In August of 2004 we left China with our baby girl in our arms. It was glorious and wonderful and moving, and emotional and the best thing ever.
(leaving China) (I know I don't like it was glorious, wonderful, moving, emotional, or the best thing ever. No makeup, shower, and no sleep for a few days.) (But oh that sleeping baby in my arms)
But we were tired. To the bone tired. And we had 48 straight hours of travel in front of us. With a new baby (new to us).
And somehow when I packed the carry ons I only had "just enough" diapers.
(Here we are on the airport floor... I brought a plastic table cloth for the babies to play on in between flights)
Who knew that diapers filled with pee explode sometimes in mid air?
Hers did and we went through about 20 diapers from China to Detroit. When we landed in Detroit Anna was wearing her very last diaper. Very last.

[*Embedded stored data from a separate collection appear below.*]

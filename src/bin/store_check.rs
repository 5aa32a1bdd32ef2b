use chrono::Utc;

use visadesk::core::record::ServiceStatus;
use visadesk::core::summary::StatusSummary;
use visadesk::store::auth;
use visadesk::store::firestore::StoreClient;
use visadesk::store::keyring;

#[derive(Debug, PartialEq, Eq)]
enum Command {
    Report,
    SetToken(String),
    ClearToken,
}

fn parse_command(mut args: impl Iterator<Item = String>) -> Result<Command, String> {
    match args.next().as_deref() {
        None => Ok(Command::Report),
        Some("set-token") => match args.next() {
            Some(token) if !token.trim().is_empty() => {
                Ok(Command::SetToken(token.trim().to_string()))
            }
            _ => Err("set-token needs the sign-in token as its argument".to_string()),
        },
        Some("clear-token") => Ok(Command::ClearToken),
        Some(other) => Err(format!(
            "Unknown command \"{}\" (expected set-token <token> or clear-token)",
            other
        )),
    }
}

#[tokio::main]
async fn main() {
    systemd_journal_logger::JournalLog::new()
        .unwrap()
        .with_syslog_identifier("visadesk-store-check".to_string())
        .install()
        .unwrap();
    log::set_max_level(log::LevelFilter::Info);

    // Load config
    let cosmic_cfg = cosmic::cosmic_config::Config::new("dev.visadesk.app", visadesk::config::CONFIG_VERSION)
        .expect("Failed to load config");
    let config = <visadesk::config::AppConfig as cosmic::cosmic_config::CosmicConfigEntry>::get_entry(&cosmic_cfg)
        .unwrap_or_else(|(_, cfg)| cfg);

    let command = match parse_command(std::env::args().skip(1)) {
        Ok(command) => command,
        Err(e) => {
            println!("{}", e);
            return;
        }
    };

    match command {
        Command::SetToken(token) => {
            if config.project_id.is_empty() {
                println!("No project configured. Set VISADESK_PROJECT_ID first.");
                return;
            }
            match keyring::store_auth_token(&config.project_id, &token).await {
                Ok(()) => println!("Sign-in token stored for project {}.", config.project_id),
                Err(e) => println!("Failed to store token: {}", e),
            }
            return;
        }
        Command::ClearToken => {
            if config.project_id.is_empty() {
                println!("No project configured. Set VISADESK_PROJECT_ID first.");
                return;
            }
            match keyring::delete_auth_token(&config.project_id).await {
                Ok(()) => println!("Sign-in token cleared for project {}.", config.project_id),
                Err(e) => println!("Failed to clear token: {}", e),
            }
            return;
        }
        Command::Report => {}
    }

    println!("=== Service Store Check ===\n");

    if !config.store_ready() {
        println!("Store not configured. Set VISADESK_PROJECT_ID and VISADESK_API_KEY.");
        return;
    }

    println!("Project:    {}", config.project_id);
    println!("Collection: {}\n", config.collection_path());

    let session = match auth::ensure_identity(&config).await {
        Ok(session) => session,
        Err(e) => {
            println!("Sign-in failed: {}", e);
            return;
        }
    };
    println!("Signed in as {}\n", session.uid);

    let client = match StoreClient::new(&config, &session) {
        Ok(c) => c,
        Err(e) => {
            println!("Client error: {}", e);
            return;
        }
    };

    let records = match client.list_services().await {
        Ok(records) => records,
        Err(e) => {
            println!("Error listing services: {}", e);
            return;
        }
    };

    println!("--- {} records ---", records.len());

    let summary = StatusSummary::from_records(&records);
    for status in ServiceStatus::ALL {
        println!("  {:<10} {}", status.label(), summary.count(*status));
    }

    let unknown = records.len() - summary.total();
    if unknown > 0 {
        println!("  {:<10} {} (foreign status values)", "Unknown", unknown);
    }

    let now = Utc::now();
    let overdue: Vec<_> = records.iter().filter(|r| r.is_overdue(now)).collect();
    if overdue.is_empty() {
        println!("\nNothing overdue.");
    } else {
        println!("\nOVERDUE ({}):", overdue.len());
        for record in &overdue {
            let age = record
                .timestamp
                .map(|ts| format!("{}d", (now - ts).num_days()))
                .unwrap_or_else(|| "?".to_string());
            println!("  [{}] {} — {} ({})", record.status, record.title, record.description, age);
        }
    }

    println!("\n=== Done ===");
}

#[cfg(test)]
mod tests {
    use super::*;

    fn parse(args: &[&str]) -> Result<Command, String> {
        parse_command(args.iter().map(|s| s.to_string()))
    }

    #[test]
    fn no_arguments_runs_the_report() {
        assert_eq!(parse(&[]), Ok(Command::Report));
    }

    #[test]
    fn set_token_takes_the_token_argument() {
        assert_eq!(
            parse(&["set-token", "  tok-1  "]),
            Ok(Command::SetToken("tok-1".to_string()))
        );
    }

    #[test]
    fn set_token_without_a_token_is_rejected() {
        assert!(parse(&["set-token"]).is_err());
        assert!(parse(&["set-token", "   "]).is_err());
    }

    #[test]
    fn clear_token_parses() {
        assert_eq!(parse(&["clear-token"]), Ok(Command::ClearToken));
    }

    #[test]
    fn unknown_commands_are_rejected() {
        assert!(parse(&["frobnicate"]).is_err());
    }
}
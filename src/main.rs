#![allow(dead_code)]

use cosmic::app::Settings;
use cosmic::cosmic_config::CosmicConfigEntry;
use cosmic::iced::Limits;

mod application;
mod components;
mod message;
mod pages;

use visadesk::config;
use visadesk::core;
use visadesk::store;

use application::{Flags, VisaDesk};
use config::{AppConfig, CONFIG_VERSION};

/// Both the lib and the bin are named `visadesk`, so every module path of
/// ours starts with it; anything else is a foreign crate.
fn app_target(target: &str) -> bool {
    target == "visadesk" || target.starts_with("visadesk::")
}

fn main() -> Result<(), Box<dyn std::error::Error>> {
    let cosmic_cfg = cosmic::cosmic_config::Config::new("dev.visadesk.app", CONFIG_VERSION)
        .expect("Failed to create cosmic config");
    let config = AppConfig::get_entry(&cosmic_cfg).unwrap_or_else(|(_, cfg)| cfg);

    // Set up logging to the systemd user journal (`journalctl --user -t visadesk -f`).
    // Wrapper filters: visadesk crate at info/debug (per config), everything else at warn.
    {
        struct FilteredJournal {
            inner: systemd_journal_logger::JournalLog,
        }

        impl log::Log for FilteredJournal {
            fn enabled(&self, metadata: &log::Metadata) -> bool {
                if app_target(metadata.target()) {
                    let max = if visadesk::debug_logging() { log::LevelFilter::Debug } else { log::LevelFilter::Info };
                    metadata.level() <= max
                } else {
                    metadata.level() <= log::LevelFilter::Warn
                }
            }
            fn log(&self, record: &log::Record) {
                if self.enabled(record.metadata()) {
                    self.inner.log(record);
                }
            }
            fn flush(&self) {
                self.inner.flush();
            }
        }

        let journal = systemd_journal_logger::JournalLog::new()
            .unwrap()
            .with_syslog_identifier("visadesk".to_string());

        visadesk::set_debug_logging(config.debug_logging);

        log::set_boxed_logger(Box::new(FilteredJournal { inner: journal })).unwrap();
        // Global max must be Debug so visadesk debug logs can pass through when toggled
        log::set_max_level(log::LevelFilter::Debug);
    }

    let mut settings = Settings::default();
    settings = settings.size_limits(Limits::NONE.min_width(500.0).min_height(300.0));

    let flags = Flags { config };
    cosmic::app::run::<VisaDesk>(settings, flags)?;

    Ok(())
}

#[cfg(test)]
mod tests {
    use super::app_target;

    #[test]
    fn only_our_module_paths_get_verbose_logging() {
        assert!(app_target("visadesk"));
        assert!(app_target("visadesk::application"));
        assert!(app_target("visadesk::store::firestore"));
        assert!(!app_target("visadesktop"));
        assert!(!app_target("application_services"));
        assert!(!app_target("pages"));
        assert!(!app_target("reqwest::connect"));
    }
}
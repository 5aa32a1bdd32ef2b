use cosmic::iced::Color;
use cosmic::widget::{self, button, column, text};
use cosmic::{Element, theme};

use crate::message::Message;

const ERROR_RED: Color = Color::from_rgb(0.85, 0.25, 0.25);

/// Shared scaffold for the add/edit/delete dialogs: a title, a content
/// slot, a primary action and a Cancel action. Cancel and Escape route
/// through the same `CloseDialog` path as a successful submit, so exactly
/// one code path resets visibility.
pub fn modal<'a>(
    title: &'a str,
    content: Element<'a, Message>,
    error: Option<&'a str>,
    primary: button::Button<'a, Message>,
) -> Element<'a, Message> {
    let mut body = column().spacing(12).push(content);
    if let Some(error) = error {
        body = body.push(text::body(error.to_string()).class(theme::Text::Color(ERROR_RED)));
    }

    widget::dialog()
        .title(title)
        .control(body)
        .primary_action(primary)
        .secondary_action(button::standard("Cancel").on_press(Message::CloseDialog))
        .into()
}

The very first thing we did after landing (besides ordering American food) was to hunt down diapers before our connecting flight to Connecticut.
Scott found a pack of diapers. A little bag of like 4. Perfect.
They didn't really fit her but I squeezed her in. And crossed my fingers they'd stay on. It was only a two hour flight. Only two more hours til home.
I called my Mom from the airport (no cells on that trip) and told her to go to the store, buy diapers, and bring them to the airport. Or maybe I called my sister in law because Anna's cousin Ian was the exact same age. Anyway.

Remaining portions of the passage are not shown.